Viele Jahre hatte Neil Hopper erklärt, dass er sich beim Campen im Jahr 2019 mit seiner Tochter eine Blutvergiftung zugezogen hatte und dass ihm deswegen beide Beine abgenommen werden musste. Er trat sogar im britischen Fernsehen auf, um seine tragische Geschichte zu erzählen – doch sie war komplett erfunden.
Geld von Versicherungen kassiert
Denn wie die Behörden Jahre später herausfinden sollte, war der Chirurg selbst daran schuld, dass er die Gliedmaße verlor: Eine Amputation war sogar ein großer Herzenswunsch. Deshalb hatte er seine Beine mit Trockeneis eingefroren, um dieses Ziel zu erreichen. Bereits ein halbes Jahr nach dem Vorfall war Hopper mit Beinprothesen wieder als Chirurg tätig. Von zwei Versicherungen bekam er zudem 466.000 Pfund (rund 540.000 Euro) wegen seiner Behinderung.

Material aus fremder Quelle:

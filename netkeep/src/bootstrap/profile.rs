//! Gateway sysctl profile.

use netkeep_sys::sysctl::{self, Core, Ip, Param, Protocol, Sysctl, SysctlParam, Tcp};

use super::{Outcome, Summary};

/// A desired sysctl value.
#[derive(Debug, Clone, Copy, PartialEq, Eq)]
pub struct Setting {
    /// Parameter to write.
    pub param: Param,
    /// Protocol selecting the path of protocol-specific parameters.
    pub protocol: Protocol,
    /// Desired value, compared after whitespace normalization.
    pub value: &'static str,
}

impl Setting {
    /// A setting for an IPv4 or protocol-independent parameter.
    pub const fn new(param: Param, value: &'static str) -> Self {
        Self { param, protocol: Protocol::V4, value }
    }

    /// A setting for the IPv6 path of `param`.
    pub const fn v6(param: Param, value: &'static str) -> Self {
        Self { param, protocol: Protocol::V6, value }
    }

    /// Dotted `sysctl(8)` name.
    pub fn key(&self) -> String {
        self.param.key(self.protocol)
    }
}

/// Socket buffers, TCP windows, backlogs, forwarding and queueing defaults for a forwarding
/// gateway running BBR over fq.
pub const GATEWAY: &[Setting] = &[
    Setting::new(Param::Core(Core::RmemMax), "67108864"),
    Setting::new(Param::Core(Core::WmemMax), "67108864"),
    Setting::new(Param::Core(Core::RmemDefault), "262144"),
    Setting::new(Param::Core(Core::WmemDefault), "262144"),
    Setting::new(Param::Core(Core::NetdevMaxBacklog), "250000"),
    Setting::new(Param::Core(Core::Somaxconn), "65535"),
    Setting::new(Param::Core(Core::DefaultQdisc), "fq"),
    Setting::new(Param::Tcp(Tcp::Rmem), "4096 87380 67108864"),
    Setting::new(Param::Tcp(Tcp::Wmem), "4096 65536 67108864"),
    Setting::new(Param::Tcp(Tcp::NotsentLowat), "16384"),
    Setting::new(Param::Tcp(Tcp::MaxSynBacklog), "65535"),
    Setting::new(Param::Tcp(Tcp::Fastopen), "3"),
    Setting::new(Param::Tcp(Tcp::FinTimeout), "15"),
    Setting::new(Param::Tcp(Tcp::SlowStartAfterIdle), "0"),
    Setting::new(Param::Tcp(Tcp::MtuProbing), "1"),
    Setting::new(Param::Ip(Ip::LocalPortRange), "1024 65535"),
    Setting::new(Param::Ip(Ip::Forwarding), "1"),
    Setting::v6(Param::Ip(Ip::Forwarding), "1"),
];

/// Applies `settings` in order.
pub async fn apply(sysctl: &Sysctl, settings: &[Setting]) -> Summary {
    let mut summary = Summary::default();
    for setting in settings {
        summary.record(apply_one(sysctl, setting).await);
    }
    summary
}

/// Writes one setting unless the kernel already holds the value. Keys the running kernel
/// does not expose are skipped.
pub async fn apply_one(sysctl: &Sysctl, setting: &Setting) -> Outcome {
    let key = setting.key();

    if !sysctl.exists(&setting.param, setting.protocol) {
        tracing::info!(key, "sysctl not supported by this kernel, skipping");
        return Outcome::Skipped;
    }

    let current = match sysctl.read(&setting.param, setting.protocol).await {
        Ok(current) => current,
        Err(e) => {
            tracing::warn!(key, error = %e, "failed to read sysctl");
            return Outcome::Failed;
        }
    };

    if sysctl::normalize(&current) == sysctl::normalize(setting.value) {
        tracing::debug!(key, value = setting.value, "sysctl already set");
        return Outcome::Unchanged;
    }

    match sysctl.write(&setting.param, setting.protocol, setting.value).await {
        Ok(()) => {
            tracing::info!(key, observed = %current, desired = setting.value, "sysctl updated");
            Outcome::Applied
        }
        Err(e) => {
            tracing::warn!(key, desired = setting.value, error = %e, "failed to write sysctl");
            Outcome::Failed
        }
    }
}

Hier sind Bilder von Neil Hopper zu sehen:
Doch dann kam die Wahrheit ans Licht: „Seine Beweggründe waren eine Kombination aus der Besessenheit, Teile seines eigenen Körpers zu entfernen, und einem sexuellen Interesse daran“, erklärte der Staatsanwalt Nicholas Lee das Motiv des Betrügers. Zudem habe er aus Gier gehandelt – das Medieninteresse an seinem Fall habe er darüber hinaus „genossen“.

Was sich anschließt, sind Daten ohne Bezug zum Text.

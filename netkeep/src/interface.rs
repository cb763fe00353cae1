use std::fmt;

use netkeep_sys::link;

/// Name of the network device under management.
///
/// Always non-empty and a syntactically valid device name. Existence in the device table is
/// checked by the resolver when the name is bound.
#[derive(Debug, Clone, PartialEq, Eq, Hash)]
pub struct Interface(String);

/// The name is not a valid device name.
#[derive(Debug, Clone, PartialEq, Eq, thiserror::Error)]
#[error("invalid interface name {0:?}")]
pub struct InvalidName(pub String);

impl Interface {
    /// Validates `name`.
    pub fn new(name: impl Into<String>) -> Result<Self, InvalidName> {
        let name = name.into();
        if link::is_valid_name(&name) {
            Ok(Self(name))
        } else {
            Err(InvalidName(name))
        }
    }

    /// The device name.
    pub fn name(&self) -> &str {
        &self.0
    }
}

impl fmt::Display for Interface {
    fn fmt(&self, f: &mut fmt::Formatter<'_>) -> fmt::Result {
        f.write_str(&self.0)
    }
}

impl AsRef<str> for Interface {
    fn as_ref(&self) -> &str {
        &self.0
    }
}
//! The seam between netkeep's decision logic and the live kernel.
//!
//! [`NetKernel`] lists every query and write the watchdog performs. [`LinuxKernel`] maps
//! them onto `netkeep-sys`; tests substitute an in-memory implementation.

use std::{collections::BTreeSet, io, net::IpAddr, path::PathBuf, time::Duration};

use async_trait::async_trait;
use netkeep_sys::{
    command::{self, Runner},
    link::{self, Device},
    sysctl::{self, Protocol, Sysctl, Tcp},
    tc::{self, Deletion, QdiscInfo},
};

use crate::{interface::Interface, policy::QdiscSpec};

/// Errors returned by kernel queries and writes.
#[derive(Debug, thiserror::Error)]
pub enum Error {
    /// Filesystem access (`/proc/sys`, `/sys/class/net`) failed.
    #[error("io error: {0}")]
    Io(#[from] io::Error),
    /// An external tool failed.
    #[error("command error: {0}")]
    Command(#[from] command::Error),
    /// The call did not complete in time.
    #[error("timed out after {0:?}")]
    Timeout(Duration),
}

/// Result alias for kernel calls.
pub type Result<T> = std::result::Result<T, Error>;

/// Kernel operations the resolver, prober and reconciler rely on.
#[async_trait]
pub trait NetKernel: Send + Sync {
    /// Root qdisc of `iface`; `Ok(None)` if none is listed.
    async fn root_qdisc(&self, iface: &Interface) -> Result<Option<QdiscInfo>>;

    /// Deletes the root qdisc of `iface`. Absence is success.
    async fn delete_root_qdisc(&self, iface: &Interface) -> Result<Deletion>;

    /// Attaches `spec` at the root of `iface`.
    async fn add_root_qdisc(&self, iface: &Interface, spec: &QdiscSpec) -> Result<()>;

    /// Active congestion-control algorithm.
    async fn congestion_control(&self) -> Result<String>;

    /// Algorithms the kernel offers.
    async fn available_congestion_control(&self) -> Result<BTreeSet<String>>;

    /// Switches the active congestion-control algorithm.
    async fn set_congestion_control(&self, name: &str) -> Result<()>;

    /// Device used to reach `destination`; `Ok(None)` if the route names none.
    async fn route_device(&self, destination: IpAddr) -> Result<Option<String>>;

    /// Devices in kernel enumeration order.
    async fn devices(&self) -> Result<Vec<Device>>;

    /// Returns `true` if `name` exists in the device table.
    fn device_exists(&self, name: &str) -> bool;
}

/// [`NetKernel`] backed by `/proc/sys`, `/sys/class/net`, `tc` and `ip`.
#[derive(Debug, Clone)]
pub struct LinuxKernel {
    runner: Runner,
    sysctl: Sysctl,
    sys_class_net: PathBuf,
}

impl LinuxKernel {
    /// Creates a kernel handle bounding every call by `timeout`.
    pub fn new(timeout: Duration) -> Self {
        Self {
            runner: Runner::new(timeout),
            sysctl: Sysctl::default(),
            sys_class_net: PathBuf::from(link::SYS_CLASS_NET),
        }
    }

    async fn bounded<T, F>(&self, fut: F) -> Result<T>
    where
        F: std::future::Future<Output = io::Result<T>>,
    {
        let timeout = self.runner.timeout();
        match tokio::time::timeout(timeout, fut).await {
            Ok(result) => Ok(result?),
            Err(_) => Err(Error::Timeout(timeout)),
        }
    }
}

#[async_trait]
impl NetKernel for LinuxKernel {
    async fn root_qdisc(&self, iface: &Interface) -> Result<Option<QdiscInfo>> {
        Ok(tc::show_root(&self.runner, iface.name()).await?)
    }

    async fn delete_root_qdisc(&self, iface: &Interface) -> Result<Deletion> {
        Ok(tc::delete_root(&self.runner, iface.name()).await?)
    }

    async fn add_root_qdisc(&self, iface: &Interface, spec: &QdiscSpec) -> Result<()> {
        Ok(tc::add_root(&self.runner, iface.name(), spec.kind().name(), spec.params()).await?)
    }

    async fn congestion_control(&self) -> Result<String> {
        self.bounded(self.sysctl.read(&Tcp::CongestionControl, Protocol::V4)).await
    }

    async fn available_congestion_control(&self) -> Result<BTreeSet<String>> {
        let raw = self
            .bounded(self.sysctl.read(&Tcp::AvailableCongestionControl, Protocol::V4))
            .await?;
        Ok(sysctl::parse_list(&raw))
    }

    async fn set_congestion_control(&self, name: &str) -> Result<()> {
        self.bounded(self.sysctl.write(&Tcp::CongestionControl, Protocol::V4, name)).await
    }

    async fn route_device(&self, destination: IpAddr) -> Result<Option<String>> {
        Ok(link::route_dev(&self.runner, destination).await?)
    }

    async fn devices(&self) -> Result<Vec<Device>> {
        let path = self.sys_class_net.clone();
        let listing = tokio::task::spawn_blocking(move || link::devices(path));
        match tokio::time::timeout(self.runner.timeout(), listing).await {
            Ok(Ok(devices)) => Ok(devices?),
            Ok(Err(join)) => Err(Error::Io(io::Error::other(join))),
            Err(_) => Err(Error::Timeout(self.runner.timeout())),
        }
    }

    fn device_exists(&self, name: &str) -> bool {
        link::if_index(name).is_some()
    }
}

„Sexuelles Interesse“ an Amputationen
Ermittlungen in einem anderen Fall führten zu der Aufdeckung der Lüge. Denn Hopper hatte vor der Tat Hunderte Nachrichten mit einem Anführer einer Kannibalengruppe ausgetauscht. „Aus den Nachrichten geht eindeutig hervor, dass Herr Hopper sich wünschte, amputiert zu werden, und dass dies schon immer etwas war, wovon er geträumt hatte“, erklärte Lee. Er habe daran ein „sexuelles Interesse“ gehabt.

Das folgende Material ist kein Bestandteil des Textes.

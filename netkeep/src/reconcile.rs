//! The reconciliation loop.
//!
//! Level-triggered: each cycle probes, derives a [`Plan`] from scratch with [`plan`], applies
//! it, and sleeps. Nothing is remembered between cycles, so external changes to the qdisc or
//! congestion control are undone on the next cycle and an undisturbed cycle performs no
//! writes.

use std::future::Future;

use tokio::time::MissedTickBehavior;
use tracing::Instrument as _;

use crate::{
    interface::Interface,
    kernel::{self, NetKernel},
    options::WatchdogOptions,
    policy::Policy,
    probe,
    select::{self, Selection},
    snapshot::{RootQdisc, Snapshot},
};

/// What to do about the congestion-control algorithm this cycle.
#[derive(Debug, Clone, PartialEq, Eq)]
pub enum CongestionStep {
    /// The selected candidate is already active.
    InPlace(String),
    /// Write `to`, replacing `from` (`None` when the current value is unknown).
    Switch {
        /// Currently active algorithm.
        from: Option<String>,
        /// Selected candidate.
        to: String,
        /// `true` if `to` is not the top preference.
        fallback: bool,
    },
    /// None of the candidates is available; leave the current value alone.
    NoCandidate,
    /// Availability could not be read; never write based on it.
    AvailabilityUnknown,
}

/// Corrections derived from one snapshot.
#[derive(Debug, Clone, PartialEq, Eq)]
pub struct Plan {
    /// `Some(observed)` if the root qdisc must be replaced.
    pub replace_qdisc: Option<RootQdisc>,
    /// Congestion-control decision.
    pub congestion: CongestionStep,
}

impl Plan {
    /// Returns `true` if the plan contains no write.
    pub fn is_noop(&self) -> bool {
        self.replace_qdisc.is_none() && !matches!(self.congestion, CongestionStep::Switch { .. })
    }
}

/// Compares `snapshot` to `policy`. Pure; performs no kernel access.
///
/// An unknown or absent root qdisc always needs replacing. Unknown or empty availability
/// never leads to a congestion-control write.
pub fn plan(snapshot: &Snapshot, policy: &Policy) -> Plan {
    let replace_qdisc = match snapshot.root_qdisc.kind() {
        Some(kind) if policy.qdisc.matches(kind) => None,
        _ => Some(snapshot.root_qdisc.clone()),
    };

    let congestion = match snapshot.known_available() {
        None => CongestionStep::AvailabilityUnknown,
        Some(available) => match select::select(available, policy.congestion.candidates()) {
            Selection::None => CongestionStep::NoCandidate,
            selection @ Selection::Candidate { name, .. } => {
                if snapshot.congestion_control.as_deref() == Some(name) {
                    CongestionStep::InPlace(name.to_owned())
                } else {
                    CongestionStep::Switch {
                        from: snapshot.congestion_control.clone(),
                        to: name.to_owned(),
                        fallback: selection.is_fallback(),
                    }
                }
            }
        },
    };

    Plan { replace_qdisc, congestion }
}

/// Result of one correction attempt.
#[derive(Debug, Clone, Copy, Default, PartialEq, Eq)]
pub enum Outcome {
    /// Nothing to do.
    #[default]
    Unchanged,
    /// A correction was written.
    Corrected,
    /// A correction was attempted and failed; it will be retried next cycle.
    Failed,
    /// A correction may be needed but the data to decide was missing.
    Skipped,
}

impl Outcome {
    /// Returns `true` if a write was attempted.
    pub const fn attempted(self) -> bool {
        matches!(self, Self::Corrected | Self::Failed)
    }
}

/// Summary of one cycle.
#[derive(Debug, Clone, PartialEq, Eq)]
pub struct CycleReport {
    /// State observed at the start of the cycle.
    pub snapshot: Snapshot,
    /// Root qdisc correction.
    pub qdisc: Outcome,
    /// Congestion-control correction.
    pub congestion: Outcome,
}

impl CycleReport {
    /// Number of writes attempted during the cycle.
    pub fn attempted_writes(&self) -> usize {
        usize::from(self.qdisc.attempted()) + usize::from(self.congestion.attempted())
    }
}

/// Keeps the policy applied to one interface.
#[derive(Debug)]
pub struct Reconciler<K> {
    kernel: K,
    iface: Interface,
    policy: Policy,
    options: WatchdogOptions,
}

impl<K: NetKernel> Reconciler<K> {
    /// Creates a reconciler with default options.
    pub fn new(kernel: K, iface: Interface, policy: Policy) -> Self {
        Self { kernel, iface, policy, options: WatchdogOptions::default() }
    }

    /// Replaces the options.
    pub fn with_options(mut self, options: WatchdogOptions) -> Self {
        self.options = options;
        self
    }

    /// Runs one probe-plan-apply cycle. Failures are logged and reported, never returned.
    pub async fn cycle(&self) -> CycleReport {
        let snapshot = probe::probe(&self.kernel, &self.iface).await;
        let plan = plan(&snapshot, &self.policy);

        let qdisc = match &plan.replace_qdisc {
            None => Outcome::Unchanged,
            Some(observed) => self.replace_qdisc(observed).await,
        };
        let congestion = self.apply_congestion(&plan.congestion).await;

        CycleReport { snapshot, qdisc, congestion }
    }

    /// Runs cycles every [`WatchdogOptions::interval`] until `shutdown` completes. The first
    /// cycle starts immediately; a cycle in progress is finished before stopping.
    pub async fn run<S>(&self, shutdown: S)
    where
        S: Future<Output = ()>,
    {
        let span = tracing::info_span!("watchdog", iface = %self.iface);

        async move {
            tracing::info!(
                qdisc = %self.policy.qdisc,
                congestion = ?self.policy.congestion.candidates(),
                interval = ?self.options.interval,
                "watchdog started"
            );

            let mut ticker = tokio::time::interval(self.options.interval);
            ticker.set_missed_tick_behavior(MissedTickBehavior::Delay);
            tokio::pin!(shutdown);

            let mut n: u64 = 0;
            loop {
                tokio::select! {
                    biased;
                    _ = &mut shutdown => break,
                    _ = ticker.tick() => {}
                }

                n += 1;
                let report = self.cycle().instrument(tracing::debug_span!("cycle", n)).await;
                if report.attempted_writes() > 0 {
                    tracing::debug!(
                        n,
                        qdisc = ?report.qdisc,
                        congestion = ?report.congestion,
                        "cycle applied corrections"
                    );
                }
            }

            tracing::info!(cycles = n, "shutdown requested, watchdog stopped");
        }
        .instrument(span)
        .await
    }

    async fn replace_qdisc(&self, observed: &RootQdisc) -> Outcome {
        let desired = &self.policy.qdisc;

        match self.try_replace_qdisc().await {
            Ok(()) => {
                tracing::info!(iface = %self.iface, %observed, %desired, "root qdisc replaced");
                Outcome::Corrected
            }
            Err(e) => {
                tracing::error!(
                    iface = %self.iface,
                    %observed,
                    %desired,
                    error = %e,
                    "failed to replace root qdisc"
                );
                Outcome::Failed
            }
        }
    }

    async fn try_replace_qdisc(&self) -> kernel::Result<()> {
        let deletion = self.kernel.delete_root_qdisc(&self.iface).await?;
        tracing::debug!(iface = %self.iface, ?deletion, "root qdisc cleared");
        self.kernel.add_root_qdisc(&self.iface, &self.policy.qdisc).await
    }

    async fn apply_congestion(&self, step: &CongestionStep) -> Outcome {
        match step {
            CongestionStep::InPlace(_) => Outcome::Unchanged,
            CongestionStep::AvailabilityUnknown => {
                tracing::warn!("available congestion control unknown, leaving current value");
                Outcome::Skipped
            }
            CongestionStep::NoCandidate => {
                tracing::warn!(
                    candidates = ?self.policy.congestion.candidates(),
                    "no preferred congestion control available, leaving current value"
                );
                Outcome::Skipped
            }
            CongestionStep::Switch { from, to, fallback } => {
                let from = from.as_deref().unwrap_or("<unknown>");
                match self.kernel.set_congestion_control(to).await {
                    Ok(()) => {
                        tracing::info!(
                            observed = from,
                            desired = %to,
                            fallback,
                            "congestion control switched"
                        );
                        Outcome::Corrected
                    }
                    Err(e) => {
                        tracing::error!(
                            observed = from,
                            desired = %to,
                            error = %e,
                            "failed to switch congestion control"
                        );
                        Outcome::Failed
                    }
                }
            }
        }
    }
}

Hopper, der zuvor von Medien als „mutigster Chirurg Großbritanniens“ gefeiert wurde, wurde nach den Enthüllungen verhaftet und sitzt nun im Gefängnis. Zudem wurde er aus dem Ärzteregister gestrichen – er kann somit nie wieder als Chirurg arbeiten. Er wurde als „Gefahr für die Patientensicherheit“ eingestuft.